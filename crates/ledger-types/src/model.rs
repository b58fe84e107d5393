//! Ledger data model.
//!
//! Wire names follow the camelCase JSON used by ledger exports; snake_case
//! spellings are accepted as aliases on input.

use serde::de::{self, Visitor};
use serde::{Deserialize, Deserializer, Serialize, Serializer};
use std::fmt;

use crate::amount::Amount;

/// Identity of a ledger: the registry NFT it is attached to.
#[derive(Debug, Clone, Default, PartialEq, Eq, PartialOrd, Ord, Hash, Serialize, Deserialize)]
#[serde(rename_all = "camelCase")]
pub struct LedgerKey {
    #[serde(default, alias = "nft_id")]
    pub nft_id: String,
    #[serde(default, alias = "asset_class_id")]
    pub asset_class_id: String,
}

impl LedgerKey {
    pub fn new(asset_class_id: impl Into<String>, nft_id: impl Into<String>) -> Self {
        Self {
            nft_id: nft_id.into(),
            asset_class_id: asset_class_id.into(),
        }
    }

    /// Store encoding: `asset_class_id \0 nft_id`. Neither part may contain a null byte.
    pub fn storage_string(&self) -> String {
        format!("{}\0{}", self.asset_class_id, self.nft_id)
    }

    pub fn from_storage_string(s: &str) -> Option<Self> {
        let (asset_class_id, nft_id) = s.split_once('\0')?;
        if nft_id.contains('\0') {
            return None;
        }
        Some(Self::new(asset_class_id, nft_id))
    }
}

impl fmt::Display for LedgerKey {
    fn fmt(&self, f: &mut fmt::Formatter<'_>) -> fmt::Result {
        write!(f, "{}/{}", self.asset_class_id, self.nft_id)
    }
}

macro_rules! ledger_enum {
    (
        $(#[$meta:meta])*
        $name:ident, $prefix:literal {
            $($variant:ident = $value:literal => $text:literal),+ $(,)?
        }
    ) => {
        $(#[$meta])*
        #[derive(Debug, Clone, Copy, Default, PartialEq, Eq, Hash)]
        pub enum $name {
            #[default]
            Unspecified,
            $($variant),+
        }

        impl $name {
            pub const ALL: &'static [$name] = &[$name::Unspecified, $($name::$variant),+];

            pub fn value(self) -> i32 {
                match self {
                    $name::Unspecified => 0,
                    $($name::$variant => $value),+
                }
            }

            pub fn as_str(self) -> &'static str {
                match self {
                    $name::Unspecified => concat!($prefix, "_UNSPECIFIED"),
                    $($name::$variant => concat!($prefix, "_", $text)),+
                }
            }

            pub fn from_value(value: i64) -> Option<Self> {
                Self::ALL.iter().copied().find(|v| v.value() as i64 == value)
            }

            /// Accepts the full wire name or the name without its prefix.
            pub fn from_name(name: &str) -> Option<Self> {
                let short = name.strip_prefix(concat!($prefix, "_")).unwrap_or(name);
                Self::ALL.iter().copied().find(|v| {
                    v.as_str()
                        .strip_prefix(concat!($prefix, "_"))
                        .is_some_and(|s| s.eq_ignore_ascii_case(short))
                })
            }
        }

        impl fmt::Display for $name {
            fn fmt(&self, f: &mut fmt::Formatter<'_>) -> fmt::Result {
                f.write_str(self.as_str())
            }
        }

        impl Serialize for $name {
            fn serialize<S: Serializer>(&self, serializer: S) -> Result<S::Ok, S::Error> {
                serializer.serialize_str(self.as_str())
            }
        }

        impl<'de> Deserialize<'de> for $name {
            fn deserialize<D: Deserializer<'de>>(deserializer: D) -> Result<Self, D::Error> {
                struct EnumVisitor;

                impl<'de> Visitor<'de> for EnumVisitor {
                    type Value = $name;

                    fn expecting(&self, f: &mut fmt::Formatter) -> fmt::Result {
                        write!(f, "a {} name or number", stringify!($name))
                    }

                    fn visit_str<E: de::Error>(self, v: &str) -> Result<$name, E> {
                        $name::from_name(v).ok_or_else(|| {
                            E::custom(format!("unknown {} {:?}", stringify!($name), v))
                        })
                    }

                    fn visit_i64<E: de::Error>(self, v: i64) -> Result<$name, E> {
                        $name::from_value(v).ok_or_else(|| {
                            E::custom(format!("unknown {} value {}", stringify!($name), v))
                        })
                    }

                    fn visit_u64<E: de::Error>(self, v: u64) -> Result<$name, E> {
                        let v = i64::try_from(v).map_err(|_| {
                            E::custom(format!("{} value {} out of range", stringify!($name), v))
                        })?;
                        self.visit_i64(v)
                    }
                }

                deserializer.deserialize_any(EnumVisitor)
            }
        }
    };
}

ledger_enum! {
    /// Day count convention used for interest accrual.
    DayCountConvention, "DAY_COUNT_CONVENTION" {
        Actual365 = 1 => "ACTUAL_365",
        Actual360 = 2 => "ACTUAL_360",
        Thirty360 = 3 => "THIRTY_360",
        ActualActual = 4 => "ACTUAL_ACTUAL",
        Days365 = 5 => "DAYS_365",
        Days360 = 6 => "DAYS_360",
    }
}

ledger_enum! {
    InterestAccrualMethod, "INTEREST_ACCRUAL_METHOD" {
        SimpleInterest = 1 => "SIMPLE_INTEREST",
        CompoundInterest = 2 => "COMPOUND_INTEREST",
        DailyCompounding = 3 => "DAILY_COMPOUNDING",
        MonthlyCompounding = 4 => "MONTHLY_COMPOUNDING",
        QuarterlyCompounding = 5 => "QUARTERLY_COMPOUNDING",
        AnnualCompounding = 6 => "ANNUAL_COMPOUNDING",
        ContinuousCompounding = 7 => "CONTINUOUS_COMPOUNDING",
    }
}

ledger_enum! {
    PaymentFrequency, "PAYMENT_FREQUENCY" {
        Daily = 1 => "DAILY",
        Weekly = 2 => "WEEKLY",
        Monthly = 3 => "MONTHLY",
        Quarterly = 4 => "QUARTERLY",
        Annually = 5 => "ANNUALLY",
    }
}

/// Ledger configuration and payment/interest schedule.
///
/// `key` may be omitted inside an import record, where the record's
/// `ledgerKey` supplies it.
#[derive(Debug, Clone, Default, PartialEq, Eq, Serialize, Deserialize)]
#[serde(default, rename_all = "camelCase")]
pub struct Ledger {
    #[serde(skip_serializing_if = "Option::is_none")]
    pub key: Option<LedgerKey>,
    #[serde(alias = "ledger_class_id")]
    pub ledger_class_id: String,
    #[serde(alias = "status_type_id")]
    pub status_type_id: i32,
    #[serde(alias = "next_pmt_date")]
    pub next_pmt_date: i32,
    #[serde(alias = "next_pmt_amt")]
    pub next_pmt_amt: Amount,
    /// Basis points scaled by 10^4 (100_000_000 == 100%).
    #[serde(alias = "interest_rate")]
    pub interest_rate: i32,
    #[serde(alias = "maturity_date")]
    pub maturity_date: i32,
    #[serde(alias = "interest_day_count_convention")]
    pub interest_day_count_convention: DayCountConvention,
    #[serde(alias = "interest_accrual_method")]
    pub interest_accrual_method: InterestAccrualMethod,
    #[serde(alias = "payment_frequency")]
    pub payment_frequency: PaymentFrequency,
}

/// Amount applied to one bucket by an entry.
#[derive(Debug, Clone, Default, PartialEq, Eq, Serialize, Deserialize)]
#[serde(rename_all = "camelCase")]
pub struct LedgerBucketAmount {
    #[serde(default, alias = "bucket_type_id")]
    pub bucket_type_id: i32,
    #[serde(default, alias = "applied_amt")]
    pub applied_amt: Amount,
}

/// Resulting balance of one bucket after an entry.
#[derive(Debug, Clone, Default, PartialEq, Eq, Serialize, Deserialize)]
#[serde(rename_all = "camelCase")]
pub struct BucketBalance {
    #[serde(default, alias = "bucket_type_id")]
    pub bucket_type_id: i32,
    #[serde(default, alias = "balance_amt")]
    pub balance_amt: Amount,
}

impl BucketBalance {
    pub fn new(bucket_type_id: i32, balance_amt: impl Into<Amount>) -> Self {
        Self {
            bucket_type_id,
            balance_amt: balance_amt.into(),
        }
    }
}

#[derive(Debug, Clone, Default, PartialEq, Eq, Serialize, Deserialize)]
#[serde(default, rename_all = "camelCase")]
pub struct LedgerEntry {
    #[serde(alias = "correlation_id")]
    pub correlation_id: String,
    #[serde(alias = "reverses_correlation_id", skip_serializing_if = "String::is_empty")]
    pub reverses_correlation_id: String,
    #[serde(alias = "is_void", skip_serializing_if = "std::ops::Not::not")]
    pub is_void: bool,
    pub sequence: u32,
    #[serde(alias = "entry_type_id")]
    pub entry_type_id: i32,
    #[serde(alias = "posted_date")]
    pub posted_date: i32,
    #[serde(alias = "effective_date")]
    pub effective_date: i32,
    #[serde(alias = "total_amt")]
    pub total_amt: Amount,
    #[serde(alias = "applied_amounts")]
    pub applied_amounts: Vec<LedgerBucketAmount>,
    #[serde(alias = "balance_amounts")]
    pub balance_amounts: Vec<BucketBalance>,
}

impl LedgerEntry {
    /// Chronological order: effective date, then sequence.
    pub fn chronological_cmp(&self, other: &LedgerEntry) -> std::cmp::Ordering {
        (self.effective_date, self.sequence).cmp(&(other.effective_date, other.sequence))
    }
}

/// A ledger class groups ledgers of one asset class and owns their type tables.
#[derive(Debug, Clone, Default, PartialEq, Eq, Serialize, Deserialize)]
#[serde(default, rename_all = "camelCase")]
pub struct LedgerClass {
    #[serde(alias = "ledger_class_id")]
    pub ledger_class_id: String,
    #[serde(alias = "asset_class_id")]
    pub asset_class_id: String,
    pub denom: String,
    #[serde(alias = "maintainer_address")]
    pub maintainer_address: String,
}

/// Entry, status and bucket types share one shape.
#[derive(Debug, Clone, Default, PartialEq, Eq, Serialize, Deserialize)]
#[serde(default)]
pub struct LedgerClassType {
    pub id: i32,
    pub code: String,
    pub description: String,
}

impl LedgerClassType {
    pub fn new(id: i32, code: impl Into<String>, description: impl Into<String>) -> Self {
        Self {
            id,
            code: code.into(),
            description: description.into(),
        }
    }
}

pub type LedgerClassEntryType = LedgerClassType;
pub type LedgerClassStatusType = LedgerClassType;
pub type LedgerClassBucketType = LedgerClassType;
::::::::
(PROBLEM DESCRIPTION): Write out exactly the lines from the beginning of the material above through the line with "use crate::amount::Amount;", including both and omitting all others.

(SOLUTION):
filename crates/ledger-types/src/model.rs
repository b58fe84e107d5393
//! Ledger data model.
//!
//! Wire names follow the camelCase JSON used by ledger exports; snake_case
//! spellings are accepted as aliases on input.

use serde::de::{self, Visitor};
use serde::{Deserialize, Deserializer, Serialize, Serializer};
use std::fmt;

use crate::amount::Amount;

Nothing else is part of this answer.